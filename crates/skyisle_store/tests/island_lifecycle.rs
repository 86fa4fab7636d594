use std::path::Path;
use std::sync::Arc;
use std::time::Duration;

use sea_orm::{ConnectionTrait, DatabaseBackend, DatabaseConnection, Statement, TransactionTrait};
use skyisle_store::{
    connect, Capability, Denial, Island, IslandId, IslandStore, IsleConfig, IsleError,
    IsleResult, Rank, UserId,
};
use tempfile::tempdir;

fn config(base: &Path) -> IsleConfig {
    let mut config = IsleConfig::default_sqlite(base.join("isle.db").to_string_lossy());
    config.rules.invite_ttl_ms = Some(60_000);
    config
}

async fn open(base: &Path) -> IsleResult<IslandStore> {
    IslandStore::connect(&config(base), base).await
}

async fn run_sql(conn: &DatabaseConnection, sql: &str) {
    conn.execute(Statement::from_string(DatabaseBackend::Sqlite, sql.to_string()))
        .await
        .expect(sql);
}

async fn drop_table(store: &IslandStore, table: &str) {
    run_sql(store.connection(), &format!("DROP TABLE {table}")).await;
}

#[tokio::test]
async fn register_island_rereads_backend_id() -> IsleResult<()> {
    let dir = tempdir().expect("tempdir");
    let store = open(dir.path()).await?;

    let first = store.register_island("Atoll").await?;
    let second = store.register_island("Reef").await?;
    assert_eq!(first.id, IslandId(1));
    assert_eq!(second.id, IslandId(2));
    assert_eq!(store.island_by_name("Reef"), Some(second));

    let err = store.register_island("Atoll").await.err().expect("duplicate");
    assert!(matches!(err, IsleError::Conflict { .. }));
    let err = store.register_island("  ").await.err().expect("blank");
    assert!(matches!(err, IsleError::InvalidInput { .. }));
    Ok(())
}

#[tokio::test]
async fn register_island_survives_backend_failure() -> IsleResult<()> {
    let dir = tempdir().expect("tempdir");
    let store = open(dir.path()).await?;
    store.register_island("Atoll").await?;
    drop_table(&store, "skyisle_islands").await;

    let island = store.register_island("Lagoon").await?;
    assert_eq!(island.id, IslandId(-1));
    assert!(island.id.is_provisional());
    assert_eq!(
        store.island(IslandId(-1)).map(|row| row.name),
        Some("Lagoon".to_string())
    );
    let second = store.register_island("Shoal").await?;
    assert_eq!(second.id, IslandId(-2));
    assert_eq!(store.top_islands(10).len(), 3);
    Ok(())
}

#[tokio::test]
async fn provisional_island_moves_to_backend_id_with_its_members() -> IsleResult<()> {
    let dir = tempdir().expect("tempdir");
    let store = open(dir.path()).await?;
    let atoll = store.register_island("Atoll").await?;
    run_sql(
        store.connection(),
        "CREATE TRIGGER block_lagoon BEFORE INSERT ON skyisle_islands \
         WHEN NEW.name = 'Lagoon' BEGIN SELECT RAISE(ABORT, 'blocked'); END",
    )
    .await;

    let steve = store.user(UserId::new(), "steve");
    let lagoon = store.create_island(steve.id, "Lagoon").await?;
    assert!(lagoon.id.is_provisional());
    assert_eq!(store.deposit(lagoon.id, "GOLD_INGOT", 5.0), Ok(5.0));
    assert!(matches!(
        store.record_block_placement(lagoon.id, "DIAMOND_BLOCK"),
        Ok(Some(_))
    ));

    run_sql(store.connection(), "DROP TRIGGER block_lagoon").await;
    let reef = store.register_island("Reef").await?;

    let lagoon_now = store.island_by_name("Lagoon").expect("lagoon survives");
    assert!(!lagoon_now.id.is_provisional());
    assert_ne!(lagoon_now.id, reef.id);
    assert_ne!(lagoon_now.id, atoll.id);
    assert_eq!(lagoon_now.value, 10.0);
    assert_eq!(store.island(lagoon.id), None);

    let members = store.members(lagoon_now.id);
    assert_eq!(members.len(), 1);
    assert_eq!(members[0].id, steve.id);
    assert_eq!(members[0].rank, Rank::Owner);
    assert!(store.members(reef.id).is_empty());
    assert_eq!(store.bank_balance(lagoon_now.id, "GOLD_INGOT"), 5.0);
    assert_eq!(store.block_count(lagoon_now.id, "DIAMOND_BLOCK"), 1);

    assert!(store.flush_all().await.iter().all(|report| report.ok));
    let reopened = open(dir.path()).await?;
    assert_eq!(
        reopened.island_by_name("Lagoon").map(|row| row.id),
        Some(lagoon_now.id)
    );
    assert_eq!(reopened.members(lagoon_now.id).len(), 1);
    assert!(reopened.members(reef.id).is_empty());
    Ok(())
}

#[tokio::test]
async fn flush_registers_provisional_islands_first() -> IsleResult<()> {
    let dir = tempdir().expect("tempdir");
    let store = open(dir.path()).await?;
    run_sql(
        store.connection(),
        "CREATE TRIGGER block_all BEFORE INSERT ON skyisle_islands \
         BEGIN SELECT RAISE(ABORT, 'blocked'); END",
    )
    .await;
    let owner = store.user(UserId::new(), "owner");
    let pending = store.create_island(owner.id, "Atoll").await?;
    assert!(pending.id.is_provisional());

    // rows of a provisional island are held back rather than written
    let reports = store.flush_all().await;
    assert!(reports.iter().all(|report| report.ok));
    assert!(open(dir.path()).await?.users().is_empty());

    run_sql(store.connection(), "DROP TRIGGER block_all").await;
    store.flush_all().await;
    let atoll = store.island_by_name("Atoll").expect("atoll");
    assert!(!atoll.id.is_provisional());

    let reopened = open(dir.path()).await?;
    let owner = reopened.users().get(&owner.id).expect("owner persisted");
    assert_eq!(owner.island_id, Some(atoll.id));
    Ok(())
}

#[tokio::test]
async fn registration_never_replaces_a_different_island_in_memory() -> IsleResult<()> {
    let dir = tempdir().expect("tempdir");
    let store = open(dir.path()).await?;
    store.register_island("Atoll").await?;
    store.islands().put(Island::new(IslandId(2), "Ghost"));

    let err = store.register_island("Reef").await.err().expect("id clash");
    assert!(matches!(err, IsleError::Conflict { .. }));
    assert_eq!(
        store.island(IslandId(2)).map(|row| row.name),
        Some("Ghost".to_string())
    );
    assert_eq!(store.island_by_name("Reef"), None);
    assert_eq!(open(dir.path()).await?.island_by_name("Reef"), None);
    Ok(())
}

#[tokio::test]
async fn create_island_makes_founder_owner() -> IsleResult<()> {
    let dir = tempdir().expect("tempdir");
    let store = open(dir.path()).await?;
    let founder = store.user(UserId::new(), "ada");

    let island = store.create_island(founder.id, "Atoll").await?;
    let founder = store.users().get(&founder.id).expect("founder");
    assert_eq!(founder.island_id, Some(island.id));
    assert_eq!(founder.rank, Rank::Owner);

    let err = store
        .create_island(founder.id, "Second")
        .await
        .err()
        .expect("already owns an island");
    assert!(matches!(err, IsleError::Conflict { .. }));
    let err = store
        .create_island(UserId::new(), "Ghost")
        .await
        .err()
        .expect("unknown user");
    assert!(matches!(err, IsleError::NotFound { .. }));
    Ok(())
}

#[tokio::test]
async fn create_island_yields_to_invite_accepted_meanwhile() -> IsleResult<()> {
    let dir = tempdir().expect("tempdir");
    let base = dir.path();
    let store = Arc::new(open(base).await?);
    let alice = store.user(UserId::new(), "alice");
    let bob = store.user(UserId::new(), "bob");
    let home = store.create_island(alice.id, "Home").await?;
    store
        .invite(home.id, alice.id, bob.id, 1_000)
        .expect("owner may invite");

    // another connection holds the write lock so the insert has to wait
    let other = connect(&config(base), base).await?;
    let tx = other.begin().await.map_err(IsleError::from)?;
    tx.execute(Statement::from_string(
        DatabaseBackend::Sqlite,
        "INSERT INTO skyisle_schematics (name, data) VALUES ('lock', x'00')".to_string(),
    ))
    .await
    .map_err(IsleError::from)?;

    let creating = {
        let store = Arc::clone(&store);
        tokio::spawn(async move { store.create_island(bob.id, "Bobland").await })
    };
    tokio::time::sleep(Duration::from_millis(100)).await;
    let accepting = {
        let store = Arc::clone(&store);
        tokio::spawn(async move { store.accept_invite(bob.id, home.id, 2_000).await })
    };
    tokio::time::sleep(Duration::from_millis(100)).await;
    tx.commit().await.map_err(IsleError::from)?;

    let accepted = accepting.await.expect("accept task");
    let created = creating.await.expect("create task");
    assert_eq!(accepted.map(|island| island.id), Ok(home.id));
    assert!(matches!(created, Err(IsleError::Conflict { .. })));

    let bob = store.users().get(&bob.id).expect("bob");
    assert_eq!(bob.island_id, Some(home.id));
    assert_eq!(bob.rank, Rank::Member);
    assert_eq!(store.island_by_name("Bobland"), None);
    assert_eq!(open(base).await?.island_by_name("Bobland"), None);
    Ok(())
}

#[tokio::test]
async fn invites_join_members_once() -> IsleResult<()> {
    let dir = tempdir().expect("tempdir");
    let store = open(dir.path()).await?;
    let owner = store.user(UserId::new(), "owner");
    let guest = store.user(UserId::new(), "guest");
    let island = store.create_island(owner.id, "Atoll").await?;

    assert_eq!(
        store.accept_invite(guest.id, island.id, 1_000).await,
        Err(Denial::NoInvite)
    );
    store
        .invite(island.id, owner.id, guest.id, 1_000)
        .expect("owner may invite");
    assert_eq!(store.invites().len(), 1);
    let joined = store
        .accept_invite(guest.id, island.id, 2_000)
        .await
        .expect("invite accepted");
    assert_eq!(joined.id, island.id);
    assert!(store.invites().is_empty());

    let guest = store.users().get(&guest.id).expect("guest");
    assert_eq!(guest.rank, Rank::Member);
    assert_eq!(store.members(island.id).len(), 2);

    // members cannot invite with default rules
    let stranger = store.user(UserId::new(), "stranger");
    assert_eq!(
        store.invite(island.id, guest.id, stranger.id, 3_000),
        Err(Denial::MissingCapability(Capability::Invite))
    );
    assert_eq!(
        store.invite(island.id, owner.id, guest.id, 3_000),
        Err(Denial::AlreadyInIsland)
    );
    Ok(())
}

#[tokio::test]
async fn expired_invites_are_dropped() -> IsleResult<()> {
    let dir = tempdir().expect("tempdir");
    let store = open(dir.path()).await?;
    let owner = store.user(UserId::new(), "owner");
    let late = store.user(UserId::new(), "late");
    let idle = store.user(UserId::new(), "idle");
    let island = store.create_island(owner.id, "Atoll").await?;

    store.invite(island.id, owner.id, late.id, 0).expect("invite");
    assert_eq!(
        store.accept_invite(late.id, island.id, 120_000).await,
        Err(Denial::InviteExpired)
    );
    assert!(store.invites().is_empty());

    store.invite(island.id, owner.id, idle.id, 0).expect("invite");
    store.flush_all().await;
    assert_eq!(store.purge_expired_invites(30_000).await, 0);
    assert_eq!(store.purge_expired_invites(120_000).await, 1);
    assert!(store.invites().is_empty());
    Ok(())
}

#[tokio::test]
async fn leave_and_kick_clear_membership() -> IsleResult<()> {
    let dir = tempdir().expect("tempdir");
    let store = open(dir.path()).await?;
    let owner = store.user(UserId::new(), "owner");
    let first = store.user(UserId::new(), "first");
    let second = store.user(UserId::new(), "second");
    let island = store.create_island(owner.id, "Atoll").await?;
    for member in [&first, &second] {
        store.invite(island.id, owner.id, member.id, 0).expect("invite");
        store
            .accept_invite(member.id, island.id, 0)
            .await
            .expect("accept");
    }

    assert_eq!(store.leave(owner.id), Err(Denial::OwnerCannotLeave));
    assert_eq!(store.leave(first.id), Ok(island.id));
    assert_eq!(store.leave(first.id), Err(Denial::NotInIsland));

    assert_eq!(
        store.kick(island.id, second.id, owner.id),
        Err(Denial::MissingCapability(Capability::Kick))
    );
    store.kick(island.id, owner.id, second.id).expect("owner kicks");
    assert_eq!(store.members(island.id).len(), 1);
    Ok(())
}

#[tokio::test]
async fn deleting_island_releases_members_and_leaves_leaderboard() -> IsleResult<()> {
    let dir = tempdir().expect("tempdir");
    let base = dir.path();
    let (doomed, kept, members) = {
        let store = open(base).await?;
        let owner = store.user(UserId::new(), "owner");
        let member = store.user(UserId::new(), "member");
        let rival = store.user(UserId::new(), "rival");
        let doomed = store.create_island(owner.id, "Doomed").await?;
        let kept = store.create_island(rival.id, "Kept").await?;
        store.invite(doomed.id, owner.id, member.id, 0).expect("invite");
        store
            .accept_invite(member.id, doomed.id, 0)
            .await
            .expect("accept");
        store
            .record_block_placement(doomed.id, "DIAMOND_BLOCK")
            .expect("placement");
        store.deposit(doomed.id, "money", 50.0).expect("deposit");
        store.flush_all().await;

        let ranked: Vec<IslandId> = store.top_islands(10).iter().map(|row| row.id).collect();
        assert_eq!(ranked, vec![doomed.id, kept.id]);

        let removed = store.delete_island(doomed.id).await.expect("island existed");
        assert_eq!(removed.name, "Doomed");
        assert!(store.delete_island(doomed.id).await.is_none());

        let ranked: Vec<IslandId> = store.top_islands(10).iter().map(|row| row.id).collect();
        assert_eq!(ranked, vec![kept.id]);
        for id in [owner.id, member.id] {
            let user = store.users().get(&id).expect("user kept");
            assert_eq!(user.island_id, None);
            assert_eq!(user.rank, Rank::Visitor);
        }
        assert_eq!(store.block_count(doomed.id, "DIAMOND_BLOCK"), 0);
        assert_eq!(store.bank_balance(doomed.id, "money"), 0.0);
        (doomed, kept, [owner.id, member.id])
    };

    let store = open(base).await?;
    assert!(store.island(doomed.id).is_none());
    assert!(store.island(kept.id).is_some());
    for id in members {
        let user = store.users().get(&id).expect("user persisted");
        assert!(user.island_id.is_none());
    }
    assert!(store.blocks().is_empty());
    assert!(store.bank().is_empty());
    Ok(())
}

#[tokio::test]
async fn flush_persists_in_memory_mutations() -> IsleResult<()> {
    let dir = tempdir().expect("tempdir");
    let base = dir.path();
    let owner_id = UserId::new();
    let island_id = {
        let store = open(base).await?;
        store.user(owner_id, "owner");
        let island = store.create_island(owner_id, "Atoll").await?;
        store
            .record_block_placement(island.id, "GOLD_BLOCK")
            .expect("placement");
        store.save_schematic("default", vec![1, 2, 3]).await;
        let reports = store.flush_all().await;
        assert_eq!(reports.len(), 8);
        assert!(reports.iter().all(|report| report.ok));
        island.id
    };

    let store = open(base).await?;
    let owner = store.users().get(&owner_id).expect("owner");
    assert_eq!(owner.island_id, Some(island_id));
    assert_eq!(owner.rank, Rank::Owner);
    assert_eq!(store.block_count(island_id, "GOLD_BLOCK"), 1);
    assert_eq!(store.island(island_id).map(|row| row.value), Some(5.0));
    assert_eq!(
        store.schematic("default").map(|row| row.data),
        Some(vec![1, 2, 3])
    );
    Ok(())
}

#[tokio::test]
async fn failed_flush_keeps_memory_authoritative() -> IsleResult<()> {
    let dir = tempdir().expect("tempdir");
    let store = open(dir.path()).await?;
    let owner = store.user(UserId::new(), "owner");
    store.create_island(owner.id, "Atoll").await?;
    drop_table(&store, "skyisle_users").await;

    let reports = store.flush_all().await;
    let users = reports
        .iter()
        .find(|report| report.kind == "user")
        .expect("user report");
    assert!(!users.ok);
    assert_eq!(users.rows, 1);
    assert_eq!(store.users().len(), 1);
    Ok(())
}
§ §
◆ **What the task requires**: Using the entries above, return each line in which the word "creating" occurs.

◆ **Problem solution**:
    let creating = {
    let created = creating.await.expect("create task");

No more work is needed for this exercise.